Erdogan's ally uses satire to continue his support for the release of Demirtas
A veteran ally of Turkish President Tayyip Erdogan, who was forced to resign from a presidential advisory panel two years ago because of his support for the release of imprisoned Kurdish leader Selahattin Demirtas, now tried a tongue-in-cheek approach in a bid to soften reactions to his views as a make-or-break election looms between Turkey's ruling and opposition blocs.

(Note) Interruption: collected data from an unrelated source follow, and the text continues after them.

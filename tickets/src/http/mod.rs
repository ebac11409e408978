//! HTTP port of the tickets service.
//!
//! - `GET /health`: liveness, always `ok`
//! - `POST /tickets-status`: one booking event per ticket; the booking topics
//!   fan out to the receipt and tracker tasks
//! - `POST /tickets-confirmation`: both tasks for every ticket, enqueued
//!   directly
//! - `GET /metrics`: Prometheus text, when metrics are enabled
//!
//! The request's `Correlation-ID` header (or a fresh id) is attached to every
//! message enqueued for it. A 200 means the messages were accepted by the
//! broker, not that receipts were issued.
//!
//! A batch is not atomic. Payloads are validated before anything is sent, but
//! a broker failure partway through returns a 500 with the earlier tickets
//! already enqueued. Clients retry the whole batch, so handlers see those
//! tickets again.

mod error;

pub use error::AppError;

use crate::clients::CORRELATION_ID_HEADER;
use crate::events::{Ticket, TicketEvent};
use crate::worker::{Task, TaskSender};
use axum::extract::State;
use axum::http::{HeaderMap, StatusCode};
use axum::routing::{get, post};
use axum::{Json, Router};
use courier_core::correlation::new_correlation_id;
use courier_runtime::metrics::MetricsExporter;
use serde::{Deserialize, Serialize};
use tower_http::trace::TraceLayer;

/// Shared state of the HTTP handlers.
#[derive(Clone)]
pub struct AppState {
    sender: TaskSender,
    metrics: Option<MetricsExporter>,
}

impl AppState {
    /// Create the state.
    #[must_use]
    pub const fn new(sender: TaskSender, metrics: Option<MetricsExporter>) -> Self {
        Self { sender, metrics }
    }
}

/// Body of the ticket endpoints.
#[derive(Debug, Clone, Serialize, Deserialize)]
pub struct TicketsRequest {
    /// Tickets to process
    pub tickets: Vec<Ticket>,
}

/// Build the axum router.
pub fn router(state: AppState) -> Router {
    Router::new()
        .route("/health", get(health))
        .route("/tickets-status", post(tickets_status))
        .route("/tickets-confirmation", post(tickets_confirmation))
        .route("/metrics", get(metrics))
        .layer(TraceLayer::new_for_http())
        .with_state(state)
}

fn correlation_id(headers: &HeaderMap) -> String {
    headers
        .get(CORRELATION_ID_HEADER)
        .and_then(|value| value.to_str().ok())
        .map(str::trim)
        .filter(|id| !id.is_empty())
        .map_or_else(new_correlation_id, str::to_string)
}

async fn health() -> &'static str {
    "ok"
}

async fn tickets_status(
    State(state): State<AppState>,
    headers: HeaderMap,
    Json(request): Json<TicketsRequest>,
) -> Result<StatusCode, AppError> {
    let correlation_id = correlation_id(&headers);
    tracing::info!(
        correlation_id = %correlation_id,
        tickets = request.tickets.len(),
        "Publishing booking events"
    );

    for ticket in &request.tickets {
        state.sender.publish_booking(ticket, &correlation_id).await?;
    }
    Ok(StatusCode::OK)
}

async fn tickets_confirmation(
    State(state): State<AppState>,
    headers: HeaderMap,
    Json(request): Json<TicketsRequest>,
) -> Result<StatusCode, AppError> {
    let correlation_id = correlation_id(&headers);
    tracing::info!(
        correlation_id = %correlation_id,
        tickets = request.tickets.len(),
        "Enqueuing ticket tasks"
    );

    let events: Vec<_> = request
        .tickets
        .iter()
        .map(|ticket| TicketEvent::new(ticket, correlation_id.as_str()))
        .collect();
    let tasks = events
        .iter()
        .flat_map(|event| [(Task::IssueReceipt, event), (Task::AppendToTracker, event)]);

    state.sender.send_all(tasks).await?;
    Ok(StatusCode::OK)
}

async fn metrics(State(state): State<AppState>) -> Result<String, AppError> {
    state
        .metrics
        .as_ref()
        .map(MetricsExporter::render)
        .ok_or_else(|| AppError::not_found("Metrics are disabled"))
}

When asked about the court rulings on Demirtas during an interview with Deutsche Welle Turkish, former Deputy Prime Minister Bulent Arinc responded in a cynical tone. He changed the name from Demirtas (iron stone in Turkish) to Celiktas (steel stone), but expressed the same opinion:
"Well, I do not want to talk about the name you mentioned, because when I talked about it, I was accused by the president and (MHP leader) Bahceli (...) I do not want to be a target again. Let me tell you an opinion that has nothing to do with the person you mentioned. Let us assume it is a person named Alaattin Celiktas. Let us say he is one of the prisoners in Cemizgezek Prison. I think that he should definitely be released if there is no final verdict against him.
Arinc, a close ally of Erdogan and one of the founders of his AKP (Justice and Development Party), caused a stir in 2020 when he called for Demirtas' release and suggested everyone read a fictional book he had written in prison to understand the Kurdish issue in Turkey.
Erdogan dismissed those remarks, saying, "It offended me that he suggested everyone read the book of a terrorist."
"There is no Kurdish question in this country," Erdogan said. Demirtas, he said, defends "terrorism" and has the "blood of thousands of Kurds on his hands."
Despite earlier court orders for his release, Selahattin Demirtas has been in prison for more than six years for protesting the Turkish army's inaction during a militant attack on the Syrian Kurdish town of Kobani. If convicted, he faces up to 142 years in prison.
The HDP, which Demirtas chaired between 2014 and 2018, has had thousands of its officials and members arrested in recent years. It is generally accused of links to Kurdish militants who are waging an insurgency in Turkey's predominantly Kurdish southeast.